Records for the exercise:
· · · · ·
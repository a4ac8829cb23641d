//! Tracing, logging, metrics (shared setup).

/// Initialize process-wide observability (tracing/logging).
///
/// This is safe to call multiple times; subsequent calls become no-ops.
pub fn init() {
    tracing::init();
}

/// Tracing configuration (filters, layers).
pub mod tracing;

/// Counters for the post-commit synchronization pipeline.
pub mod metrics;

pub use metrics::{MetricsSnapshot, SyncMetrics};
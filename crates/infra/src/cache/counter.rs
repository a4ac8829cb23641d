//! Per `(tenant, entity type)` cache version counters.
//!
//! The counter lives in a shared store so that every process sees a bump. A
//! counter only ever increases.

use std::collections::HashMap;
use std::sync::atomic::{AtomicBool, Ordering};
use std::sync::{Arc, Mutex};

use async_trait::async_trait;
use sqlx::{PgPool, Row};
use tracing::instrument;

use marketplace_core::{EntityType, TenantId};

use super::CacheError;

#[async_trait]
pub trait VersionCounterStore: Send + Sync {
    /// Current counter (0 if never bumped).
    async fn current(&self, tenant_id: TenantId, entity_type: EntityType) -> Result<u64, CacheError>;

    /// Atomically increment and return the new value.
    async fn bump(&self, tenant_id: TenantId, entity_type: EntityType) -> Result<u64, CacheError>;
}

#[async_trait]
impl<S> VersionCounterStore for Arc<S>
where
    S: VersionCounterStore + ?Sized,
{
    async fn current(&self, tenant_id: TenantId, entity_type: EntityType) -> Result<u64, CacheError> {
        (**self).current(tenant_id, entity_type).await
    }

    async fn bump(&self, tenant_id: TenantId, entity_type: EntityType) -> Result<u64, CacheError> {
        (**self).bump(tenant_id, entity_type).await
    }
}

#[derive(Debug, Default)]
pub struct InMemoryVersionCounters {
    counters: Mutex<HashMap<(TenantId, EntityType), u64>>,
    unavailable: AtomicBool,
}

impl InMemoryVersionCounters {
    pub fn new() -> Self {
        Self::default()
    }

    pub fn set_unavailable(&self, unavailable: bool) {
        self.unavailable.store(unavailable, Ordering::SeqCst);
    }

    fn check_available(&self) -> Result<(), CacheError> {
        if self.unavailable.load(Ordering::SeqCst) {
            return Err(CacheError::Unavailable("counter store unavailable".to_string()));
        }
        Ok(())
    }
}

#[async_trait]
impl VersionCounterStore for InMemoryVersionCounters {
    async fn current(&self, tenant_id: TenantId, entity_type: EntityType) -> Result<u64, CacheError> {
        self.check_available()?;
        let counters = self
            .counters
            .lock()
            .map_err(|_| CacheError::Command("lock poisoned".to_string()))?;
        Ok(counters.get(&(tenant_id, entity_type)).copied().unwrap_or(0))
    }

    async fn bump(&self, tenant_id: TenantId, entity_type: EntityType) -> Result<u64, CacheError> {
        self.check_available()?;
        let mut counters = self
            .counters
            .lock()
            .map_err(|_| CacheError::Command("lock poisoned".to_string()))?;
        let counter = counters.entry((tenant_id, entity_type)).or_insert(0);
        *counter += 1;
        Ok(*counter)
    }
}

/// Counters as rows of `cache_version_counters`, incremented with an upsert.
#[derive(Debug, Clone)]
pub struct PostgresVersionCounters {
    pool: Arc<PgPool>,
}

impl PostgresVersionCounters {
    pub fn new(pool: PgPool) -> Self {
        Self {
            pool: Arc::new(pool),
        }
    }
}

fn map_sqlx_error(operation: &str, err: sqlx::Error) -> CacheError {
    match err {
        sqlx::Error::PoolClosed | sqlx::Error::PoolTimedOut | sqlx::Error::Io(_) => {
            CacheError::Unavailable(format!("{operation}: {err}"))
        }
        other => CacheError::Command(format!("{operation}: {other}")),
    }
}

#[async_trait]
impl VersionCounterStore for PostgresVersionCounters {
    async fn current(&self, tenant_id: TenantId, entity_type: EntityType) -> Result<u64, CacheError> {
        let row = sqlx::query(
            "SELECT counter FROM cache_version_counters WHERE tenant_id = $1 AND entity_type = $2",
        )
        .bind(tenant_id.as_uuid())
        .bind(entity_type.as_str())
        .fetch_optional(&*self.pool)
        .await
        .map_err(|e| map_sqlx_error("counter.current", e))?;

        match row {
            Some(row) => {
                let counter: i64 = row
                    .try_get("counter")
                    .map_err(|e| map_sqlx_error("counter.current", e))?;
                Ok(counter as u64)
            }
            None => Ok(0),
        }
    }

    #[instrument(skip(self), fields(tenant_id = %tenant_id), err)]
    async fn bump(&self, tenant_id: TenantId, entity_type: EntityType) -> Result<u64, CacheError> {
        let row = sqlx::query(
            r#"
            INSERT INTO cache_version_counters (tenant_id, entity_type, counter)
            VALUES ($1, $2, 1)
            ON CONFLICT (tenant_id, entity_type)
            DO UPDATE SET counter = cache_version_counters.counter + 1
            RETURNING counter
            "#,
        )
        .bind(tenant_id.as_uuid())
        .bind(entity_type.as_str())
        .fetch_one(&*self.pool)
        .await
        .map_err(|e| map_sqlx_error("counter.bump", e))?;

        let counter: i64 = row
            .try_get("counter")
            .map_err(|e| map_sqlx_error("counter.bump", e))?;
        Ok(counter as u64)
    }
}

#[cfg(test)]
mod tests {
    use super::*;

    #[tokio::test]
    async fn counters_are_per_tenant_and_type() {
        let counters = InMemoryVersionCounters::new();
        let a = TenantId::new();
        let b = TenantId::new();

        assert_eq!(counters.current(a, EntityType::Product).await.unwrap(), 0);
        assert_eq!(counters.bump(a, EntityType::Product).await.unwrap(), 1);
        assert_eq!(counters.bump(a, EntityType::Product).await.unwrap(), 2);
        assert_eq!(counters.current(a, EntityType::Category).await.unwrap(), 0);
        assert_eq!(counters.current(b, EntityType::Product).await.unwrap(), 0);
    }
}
· · · · ·
What to work on: Only an exact retyping of the full data will do.

Answer space:
repository a4ac8829cb23641d
//! Tracing, logging, metrics (shared setup).

/// Initialize process-wide observability (tracing/logging).
///
/// This is safe to call multiple times; subsequent calls become no-ops.
pub fn init() {
    tracing::init();
}

/// Tracing configuration (filters, layers).
pub mod tracing;

/// Counters for the post-commit synchronization pipeline.
pub mod metrics;

pub use metrics::{MetricsSnapshot, SyncMetrics};
filename crates/infra/src/cache/counter.rs
repository a4ac8829cb23641d
//! Per `(tenant, entity type)` cache version counters.
//!
//! The counter lives in a shared store so that every process sees a bump. A
//! counter only ever increases.

use std::collections::HashMap;
use std::sync::atomic::{AtomicBool, Ordering};
use std::sync::{Arc, Mutex};

use async_trait::async_trait;
use sqlx::{PgPool, Row};
use tracing::instrument;

use marketplace_core::{EntityType, TenantId};

use super::CacheError;

#[async_trait]
pub trait VersionCounterStore: Send + Sync {
    /// Current counter (0 if never bumped).
    async fn current(&self, tenant_id: TenantId, entity_type: EntityType) -> Result<u64, CacheError>;

    /// Atomically increment and return the new value.
    async fn bump(&self, tenant_id: TenantId, entity_type: EntityType) -> Result<u64, CacheError>;
}

#[async_trait]
impl<S> VersionCounterStore for Arc<S>
where
    S: VersionCounterStore + ?Sized,
{
    async fn current(&self, tenant_id: TenantId, entity_type: EntityType) -> Result<u64, CacheError> {
        (**self).current(tenant_id, entity_type).await
    }

    async fn bump(&self, tenant_id: TenantId, entity_type: EntityType) -> Result<u64, CacheError> {
        (**self).bump(tenant_id, entity_type).await
    }
}

#[derive(Debug, Default)]
pub struct InMemoryVersionCounters {
    counters: Mutex<HashMap<(TenantId, EntityType), u64>>,
    unavailable: AtomicBool,
}

impl InMemoryVersionCounters {
    pub fn new() -> Self {
        Self::default()
    }

    pub fn set_unavailable(&self, unavailable: bool) {
        self.unavailable.store(unavailable, Ordering::SeqCst);
    }

    fn check_available(&self) -> Result<(), CacheError> {
        if self.unavailable.load(Ordering::SeqCst) {
            return Err(CacheError::Unavailable("counter store unavailable".to_string()));
        }
        Ok(())
    }
}

#[async_trait]
impl VersionCounterStore for InMemoryVersionCounters {
    async fn current(&self, tenant_id: TenantId, entity_type: EntityType) -> Result<u64, CacheError> {
        self.check_available()?;
        let counters = self
            .counters
            .lock()
            .map_err(|_| CacheError::Command("lock poisoned".to_string()))?;
        Ok(counters.get(&(tenant_id, entity_type)).copied().unwrap_or(0))
    }

    async fn bump(&self, tenant_id: TenantId, entity_type: EntityType) -> Result<u64, CacheError> {
        self.check_available()?;
        let mut counters = self
            .counters
            .lock()
            .map_err(|_| CacheError::Command("lock poisoned".to_string()))?;
        let counter = counters.entry((tenant_id, entity_type)).or_insert(0);
        *counter += 1;
        Ok(*counter)
    }
}

/// Counters as rows of `cache_version_counters`, incremented with an upsert.
#[derive(Debug, Clone)]
pub struct PostgresVersionCounters {
    pool: Arc<PgPool>,
}

impl PostgresVersionCounters {
    pub fn new(pool: PgPool) -> Self {
        Self {
            pool: Arc::new(pool),
        }
    }
}

fn map_sqlx_error(operation: &str, err: sqlx::Error) -> CacheError {
    match err {
        sqlx::Error::PoolClosed | sqlx::Error::PoolTimedOut | sqlx::Error::Io(_) => {
            CacheError::Unavailable(format!("{operation}: {err}"))
        }
        other => CacheError::Command(format!("{operation}: {other}")),
    }
}

#[async_trait]
impl VersionCounterStore for PostgresVersionCounters {
    async fn current(&self, tenant_id: TenantId, entity_type: EntityType) -> Result<u64, CacheError> {
        let row = sqlx::query(
            "SELECT counter FROM cache_version_counters WHERE tenant_id = $1 AND entity_type = $2",
        )
        .bind(tenant_id.as_uuid())
        .bind(entity_type.as_str())
        .fetch_optional(&*self.pool)
        .await
        .map_err(|e| map_sqlx_error("counter.current", e))?;

        match row {
            Some(row) => {
                let counter: i64 = row
                    .try_get("counter")
                    .map_err(|e| map_sqlx_error("counter.current", e))?;
                Ok(counter as u64)
            }
            None => Ok(0),
        }
    }

    #[instrument(skip(self), fields(tenant_id = %tenant_id), err)]
    async fn bump(&self, tenant_id: TenantId, entity_type: EntityType) -> Result<u64, CacheError> {
        let row = sqlx::query(
            r#"
            INSERT INTO cache_version_counters (tenant_id, entity_type, counter)
            VALUES ($1, $2, 1)
            ON CONFLICT (tenant_id, entity_type)
            DO UPDATE SET counter = cache_version_counters.counter + 1
            RETURNING counter
            "#,
        )
        .bind(tenant_id.as_uuid())
        .bind(entity_type.as_str())
        .fetch_one(&*self.pool)
        .await
        .map_err(|e| map_sqlx_error("counter.bump", e))?;

        let counter: i64 = row
            .try_get("counter")
            .map_err(|e| map_sqlx_error("counter.bump", e))?;
        Ok(counter as u64)
    }
}

#[cfg(test)]
mod tests {
    use super::*;

    #[tokio::test]
    async fn counters_are_per_tenant_and_type() {
        let counters = InMemoryVersionCounters::new();
        let a = TenantId::new();
        let b = TenantId::new();

        assert_eq!(counters.current(a, EntityType::Product).await.unwrap(), 0);
        assert_eq!(counters.bump(a, EntityType::Product).await.unwrap(), 1);
        assert_eq!(counters.bump(a, EntityType::Product).await.unwrap(), 2);
        assert_eq!(counters.current(a, EntityType::Category).await.unwrap(), 0);
        assert_eq!(counters.current(b, EntityType::Product).await.unwrap(), 0);
    }
}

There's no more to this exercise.